---------- Data supplied ----------
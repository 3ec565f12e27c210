//! Dispatch of decoded envelopes by message kind.
//!
//! Relays always exclude the sender. The role-targeted AI paths (`ai_execute` with a known
//! action, `ai_route`, `ai_specialist_execute`) do not, so a sender whose role matches the
//! target gets its own message back.

use system::routing::{self, Target};
use system::serde_json::{json, Value};
use system::{ClientId, ClientType, ConnectionId, Envelope, MessageKind, Payload, ProtocolError, SessionId};

use crate::server::Server;

/// The sending connection, resolved against the registry.
struct Sender {
    client_id: ClientId,
    client_type: ClientType,
    session_id: SessionId,
}

impl Sender {
    fn tags(&self) -> [(&'static str, Value); 2] {
        [
            ("_sender", json!(self.client_id)),
            ("_senderType", json!(self.client_type)),
        ]
    }

    fn requester_tags(&self) -> [(&'static str, Value); 4] {
        let [sender, sender_type] = self.tags();
        [
            sender,
            sender_type,
            ("requestedBy", json!(self.client_id)),
            ("requestedByType", json!(self.client_type)),
        ]
    }
}

impl Server {
    pub fn handle_message(&mut self, from: &ConnectionId, message: Result<Envelope, ProtocolError>) {
        if self.state.registry.lookup(from).is_none() {
            log::warn!("Dropping message from unregistered connection {}", from);
            return;
        }
        if let Err(error) = message.and_then(|envelope| self.route(from, envelope)) {
            log::warn!("Protocol error from connection {}: {}", from, error);
            let session_id = self
                .state
                .registry
                .lookup(from)
                .and_then(|record| record.session_id.clone());
            self.send(from, &error.to_envelope(session_id));
        }
    }

    fn route(&mut self, from: &ConnectionId, envelope: Envelope) -> Result<(), ProtocolError> {
        match &envelope.kind {
            MessageKind::Join => self.join(from, &envelope),
            MessageKind::Leave => self.leave(from),
            MessageKind::Ping => {
                self.pong(from);
                Ok(())
            }
            MessageKind::SceneState => self.scene_state(from, &envelope),
            MessageKind::SceneRequest => self.scene_request(from, &envelope),
            // Too frequent to log.
            MessageKind::Transform | MessageKind::TransformBatch => {
                self.relay(from, &envelope).map(|_| ())
            }
            MessageKind::ObjectAdd
            | MessageKind::ObjectDelete
            | MessageKind::ObjectSelect
            | MessageKind::ObjectRename
            | MessageKind::MaterialAssign
            | MessageKind::MaterialUpdate
            | MessageKind::MaterialCreate
            | MessageKind::HierarchyUpdate
            | MessageKind::AiCommand
            | MessageKind::SmartEdit
            | MessageKind::AiResponse
            | MessageKind::SmartEditResult
            | MessageKind::AiVisionResponse
            | MessageKind::AiRouteResult
            | MessageKind::AiSpecialistResult
            | MessageKind::AiDebateProposal
            | MessageKind::AiDebateRound
            | MessageKind::AiDebateResult => {
                let delivered = self.relay(from, &envelope)?;
                log::debug!("Relayed {} to {} member(s)", envelope.kind, delivered);
                Ok(())
            }
            MessageKind::AiExecute
            | MessageKind::AiVisionRequest
            | MessageKind::AiRoute
            | MessageKind::AiSpecialistExecute
            | MessageKind::AiDebateStart => self.route_ai(from, &envelope),
            // Server-originated kinds have no inbound handler.
            MessageKind::Joined
            | MessageKind::ClientJoined
            | MessageKind::ClientLeft
            | MessageKind::Pong
            | MessageKind::Error => Err(ProtocolError::UnknownType(envelope.kind.to_string())),
            MessageKind::Unknown(name) => Err(ProtocolError::UnknownType(name.clone())),
        }
    }

    fn sender(&self, from: &ConnectionId, kind: &MessageKind) -> Result<Sender, ProtocolError> {
        self.state
            .registry
            .lookup(from)
            .and_then(|record| {
                Some(Sender {
                    client_id: record.client_id.clone(),
                    client_type: record.client_type?,
                    session_id: record.session_id.clone()?,
                })
            })
            .ok_or_else(|| ProtocolError::NotInSession(kind.clone()))
    }

    fn join(&mut self, from: &ConnectionId, envelope: &Envelope) -> Result<(), ProtocolError> {
        let missing = |field| ProtocolError::MissingField {
            kind: MessageKind::Join,
            field,
        };
        let session_id = envelope
            .str_field("sessionId")
            .ok_or_else(|| missing("sessionId"))?
            .to_owned();
        let client_type = envelope
            .str_field("clientType")
            .ok_or_else(|| missing("clientType"))?
            .parse::<ClientType>()
            .map_err(|system::UnknownClientType(value)| ProtocolError::InvalidField {
                kind: MessageKind::Join,
                field: "clientType",
                value,
            })?;

        let outcome = match self.state.join_session(from, &session_id, client_type) {
            Some(outcome) => outcome,
            None => return Ok(()),
        };
        if let Some(departure) = &outcome.departure {
            self.announce_departure(from, departure);
        }

        let scene_state = self
            .state
            .sessions
            .get(&session_id)
            .map(|session| session.snapshot.to_payload())
            .unwrap_or_default();
        let mut joined = Payload::new();
        joined.insert("clientId".into(), json!(outcome.client_id));
        joined.insert("sessionId".into(), json!(session_id));
        joined.insert("clientType".into(), json!(client_type));
        joined.insert("sessionInfo".into(), json!(outcome.session_info));
        joined.insert("sceneState".into(), Value::Object(scene_state));
        self.send(
            from,
            &Envelope::new(MessageKind::Joined, Some(session_id.clone()), joined),
        );

        let mut client_joined = Payload::new();
        client_joined.insert("clientId".into(), json!(outcome.client_id));
        client_joined.insert("clientType".into(), json!(client_type));
        client_joined.insert("sessionInfo".into(), json!(outcome.session_info));
        self.broadcast(
            &session_id,
            &Envelope::new(MessageKind::ClientJoined, Some(session_id.clone()), client_joined),
            Some(from),
        );

        // Editors and agents need the current scene; ask the authoring tool for a fresh one.
        if client_type != ClientType::AuthoringTool && outcome.session_info.authoring_tool > 0 {
            let mut request = Payload::new();
            request.insert("requestedBy".into(), json!(outcome.client_id));
            request.insert("requestedByType".into(), json!(client_type));
            self.broadcast_to_roles(
                &session_id,
                &[ClientType::AuthoringTool],
                &Envelope::new(MessageKind::SceneRequest, Some(session_id.clone()), request),
                Some(from),
            );
        }
        Ok(())
    }

    fn leave(&mut self, from: &ConnectionId) -> Result<(), ProtocolError> {
        let departure = self
            .state
            .leave_session(from)
            .ok_or(ProtocolError::NotInSession(MessageKind::Leave))?;
        self.announce_departure(from, &departure);
        Ok(())
    }

    fn pong(&self, from: &ConnectionId) {
        let session_id = self
            .state
            .registry
            .lookup(from)
            .and_then(|record| record.session_id.clone());
        let envelope = Envelope::new(MessageKind::Pong, session_id, Payload::new());
        let mut pong = envelope.clone();
        pong.payload
            .insert("serverTime".into(), json!(envelope.timestamp));
        self.send(from, &pong);
    }

    fn scene_state(&mut self, from: &ConnectionId, envelope: &Envelope) -> Result<(), ProtocolError> {
        let sender = self.sender(from, &envelope.kind)?;
        self.state
            .sessions
            .update_snapshot(&sender.session_id, &envelope.payload);
        let delivered = self.broadcast(
            &sender.session_id,
            &envelope.tagged(&sender.session_id, &sender.tags()),
            Some(from),
        );
        log::info!(
            "Scene state from {} cached for session {}, relayed to {} member(s)",
            sender.client_id,
            sender.session_id,
            delivered
        );
        Ok(())
    }

    fn scene_request(&self, from: &ConnectionId, envelope: &Envelope) -> Result<(), ProtocolError> {
        let sender = self.sender(from, &envelope.kind)?;
        let cached = self
            .state
            .sessions
            .get(&sender.session_id)
            .map(|session| &session.snapshot)
            .filter(|snapshot| snapshot.has_objects());

        if let Some(snapshot) = cached {
            log::debug!("Answering scene request of {} from cache", sender.client_id);
            let reply = Envelope::new(
                MessageKind::SceneState,
                Some(sender.session_id.clone()),
                snapshot.to_payload(),
            );
            self.send(from, &reply);
        } else {
            let delivered = self.broadcast_to_roles(
                &sender.session_id,
                &[ClientType::AuthoringTool],
                &envelope.tagged(&sender.session_id, &sender.requester_tags()),
                Some(from),
            );
            log::debug!(
                "Forwarded scene request of {} to {} authoring tool(s)",
                sender.client_id,
                delivered
            );
        }
        Ok(())
    }

    /// Forwards to every other session member, tagged with the sender.
    fn relay(&self, from: &ConnectionId, envelope: &Envelope) -> Result<usize, ProtocolError> {
        let sender = self.sender(from, &envelope.kind)?;
        Ok(self.broadcast(
            &sender.session_id,
            &envelope.tagged(&sender.session_id, &sender.tags()),
            Some(from),
        ))
    }

    fn route_ai(&self, from: &ConnectionId, envelope: &Envelope) -> Result<(), ProtocolError> {
        let sender = self.sender(from, &envelope.kind)?;
        let target = routing::ai_target(envelope).unwrap_or(Ok(Target::Others))?;
        let tagged = if envelope.kind == MessageKind::AiVisionRequest {
            envelope.tagged(&sender.session_id, &sender.requester_tags())
        } else {
            envelope.tagged(&sender.session_id, &sender.tags())
        };

        let delivered = match target {
            Target::Others => self.broadcast(&sender.session_id, &tagged, Some(from)),
            Target::Roles(roles) => self.broadcast_to_roles(&sender.session_id, roles, &tagged, None),
            Target::RoleExceptSender(role) => {
                self.broadcast_to_roles(&sender.session_id, &[role], &tagged, Some(from))
            }
        };
        log::info!(
            "{} from {} ({}) routed to {:?}, {} delivery(ies)",
            envelope.kind,
            sender.client_id,
            sender.client_type,
            target,
            delivered
        );
        Ok(())
    }
}
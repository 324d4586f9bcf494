use std::{error::Error, fmt};

use serde_json::Value;

/// The prediction input fields, in feature vector order.
pub const FEATURE_COLUMNS: [&str; 9] = [
    "ID",
    "settimana",
    "giornoSettimana",
    "Glucosio al Risveglio (07:00)",
    "Glucosio alle 09:30",
    "Glucosio alle 13:00",
    "Glucosio alle 15:00",
    "Glucosio alle 18:00",
    "Glucosio alle 20:00",
];

/// Whether a field must be present in a prediction request.
#[derive(Debug, Clone, Copy, PartialEq)]
pub enum Presence {
    Required,
    Optional { default: f64 },
}

/// A single declared field of a `FeatureSchema`.
#[derive(Debug, Clone, PartialEq)]
pub struct FieldRule {
    pub name: &'static str,
    pub presence: Presence,
}

/// Typed validation failures while extracting features from a request.
#[derive(Debug, Clone, PartialEq)]
pub enum SchemaError {
    /// The request body is not a JSON object.
    NotAnObject { got: &'static str },
    /// A required field is absent or null.
    Missing { field: &'static str },
    /// A field is present but is not a number.
    WrongType { field: &'static str, got: &'static str },
}

impl fmt::Display for SchemaError {
    fn fmt(&self, f: &mut fmt::Formatter<'_>) -> fmt::Result {
        match self {
            SchemaError::NotAnObject { got } => {
                write!(f, "expected a JSON object, got {got}")
            }
            SchemaError::Missing { field } => write!(f, "missing required field '{field}'"),
            SchemaError::WrongType { field, got } => {
                write!(f, "field '{field}' must be a number, got {got}")
            }
        }
    }
}

impl Error for SchemaError {}

/// An ordered feature vector produced by a `FeatureSchema`.
#[derive(Debug, Clone, PartialEq)]
pub struct FeatureVector(Vec<f64>);

impl FeatureVector {
    pub fn len(&self) -> usize {
        self.0.len()
    }

    pub fn is_empty(&self) -> bool {
        self.0.is_empty()
    }

    pub fn as_slice(&self) -> &[f64] {
        &self.0
    }

    pub fn into_vec(self) -> Vec<f64> {
        self.0
    }
}

/// Declares which request fields build the feature vector and how absent
/// fields are treated.
#[derive(Debug, Clone, PartialEq)]
pub struct FeatureSchema {
    fields: Vec<FieldRule>,
}

impl Default for FeatureSchema {
    fn default() -> Self {
        Self::lenient()
    }
}

impl FeatureSchema {
    /// Creates a schema from explicit rules, in feature vector order.
    pub fn new(fields: Vec<FieldRule>) -> Self {
        Self { fields }
    }

    /// Every field is optional and defaults to 0.
    pub fn lenient() -> Self {
        Self::with_presence(Presence::Optional { default: 0.0 })
    }

    /// Every field is required.
    pub fn strict() -> Self {
        Self::with_presence(Presence::Required)
    }

    fn with_presence(presence: Presence) -> Self {
        let fields = FEATURE_COLUMNS
            .into_iter()
            .map(|name| FieldRule { name, presence })
            .collect();

        Self { fields }
    }

    pub fn fields(&self) -> &[FieldRule] {
        &self.fields
    }

    /// Returns the field names in feature vector order.
    pub fn names(&self) -> impl Iterator<Item = &'static str> + '_ {
        self.fields.iter().map(|rule| rule.name)
    }

    pub fn len(&self) -> usize {
        self.fields.len()
    }

    pub fn is_empty(&self) -> bool {
        self.fields.is_empty()
    }

    /// Builds the feature vector of a request body.
    ///
    /// # Args
    /// * `body` - The JSON request body.
    ///
    /// # Returns
    /// The ordered features, or the first `SchemaError` found. A `null` value
    /// is treated as an absent field and booleans read as 1 and 0, the same
    /// way training cells are read.
    pub fn extract(&self, body: &Value) -> Result<FeatureVector, SchemaError> {
        let Value::Object(map) = body else {
            return Err(SchemaError::NotAnObject {
                got: kind_of(body),
            });
        };

        self.fields
            .iter()
            .map(|rule| match (map.get(rule.name), rule.presence) {
                (None | Some(Value::Null), Presence::Optional { default }) => Ok(default),
                (None | Some(Value::Null), Presence::Required) => {
                    Err(SchemaError::Missing { field: rule.name })
                }
                (Some(Value::Bool(flag)), _) => Ok(if *flag { 1.0 } else { 0.0 }),
                (Some(value), _) => value.as_f64().ok_or(SchemaError::WrongType {
                    field: rule.name,
                    got: kind_of(value),
                }),
            })
            .collect::<Result<Vec<_>, _>>()
            .map(FeatureVector)
    }
}

/// Names the JSON kind of a value for error messages.
fn kind_of(value: &Value) -> &'static str {
    match value {
        Value::Null => "null",
        Value::Bool(_) => "a boolean",
        Value::Number(_) => "a number",
        Value::String(_) => "a string",
        Value::Array(_) => "an array",
        Value::Object(_) => "an object",
    }
}
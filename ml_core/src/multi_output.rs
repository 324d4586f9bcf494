use ndarray::{Array2, ArrayView2, Axis};
use serde::{Deserialize, Serialize};

use crate::{MlError, Regressor, Result};

/// Fits one clone of a base regressor per target column.
///
/// `fit` replaces every fitted estimator, so a single instance can be refitted
/// in place as new data arrives.
#[derive(Debug, Clone, Serialize, Deserialize)]
pub struct MultiOutputRegressor<R> {
    estimator: R,
    estimators: Vec<R>,
}

impl<R: Regressor + Clone> MultiOutputRegressor<R> {
    /// Creates a new `MultiOutputRegressor`.
    ///
    /// # Args
    /// * `estimator` - The unfitted template cloned for every target.
    pub fn new(estimator: R) -> Self {
        Self {
            estimator,
            estimators: Vec::new(),
        }
    }

    /// Fits one estimator per column of `y`.
    ///
    /// # Args
    /// * `x` - Feature matrix with one row per sample.
    /// * `y` - Target matrix with one row per sample and one column per output.
    ///
    /// # Errors
    /// Returns `MlError` if `y` has no columns, the row counts disagree or any
    /// estimator fails. On error the previous fit is kept.
    pub fn fit(&mut self, x: ArrayView2<f64>, y: ArrayView2<f64>) -> Result<()> {
        if y.ncols() == 0 {
            return Err(MlError::InvalidInput("at least one target column is required"));
        }
        if x.nrows() != y.nrows() {
            return Err(MlError::ShapeMismatch {
                what: "target rows",
                got: y.nrows(),
                expected: x.nrows(),
            });
        }

        let mut fitted = Vec::with_capacity(y.ncols());
        for (i, column) in y.axis_iter(Axis(1)).enumerate() {
            let mut estimator = self.estimator.clone();
            estimator.fit(x, column)?;
            log::debug!("fitted estimator for output {i}");
            fitted.push(estimator);
        }

        self.estimators = fitted;
        Ok(())
    }

    /// Predicts every output for every row of `x`.
    ///
    /// # Returns
    /// An `n_samples × n_outputs` matrix.
    pub fn predict(&self, x: ArrayView2<f64>) -> Result<Array2<f64>> {
        if self.estimators.is_empty() {
            return Err(MlError::NotFitted("multi output regressor"));
        }

        let mut out = Array2::zeros((x.nrows(), self.estimators.len()));
        for (estimator, mut column) in self.estimators.iter().zip(out.axis_iter_mut(Axis(1))) {
            column.assign(&estimator.predict(x)?);
        }

        Ok(out)
    }

    /// Returns the amount of outputs, 0 before fit.
    pub fn n_outputs(&self) -> usize {
        self.estimators.len()
    }

    pub fn n_features_in(&self) -> Option<usize> {
        self.estimators.first().and_then(|e| e.n_features_in())
    }

    pub fn is_fitted(&self) -> bool {
        !self.estimators.is_empty()
    }
}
----------
What the exercise asks →
The line containing "role matches the" marks the end: copy exactly every line from the top of the data above down to it, that line included.

Response to this exercise →
repository 3ec565f12e27c210
//! Dispatch of decoded envelopes by message kind.
//!
//! Relays always exclude the sender. The role-targeted AI paths (`ai_execute` with a known
//! action, `ai_route`, `ai_specialist_execute`) do not, so a sender whose role matches the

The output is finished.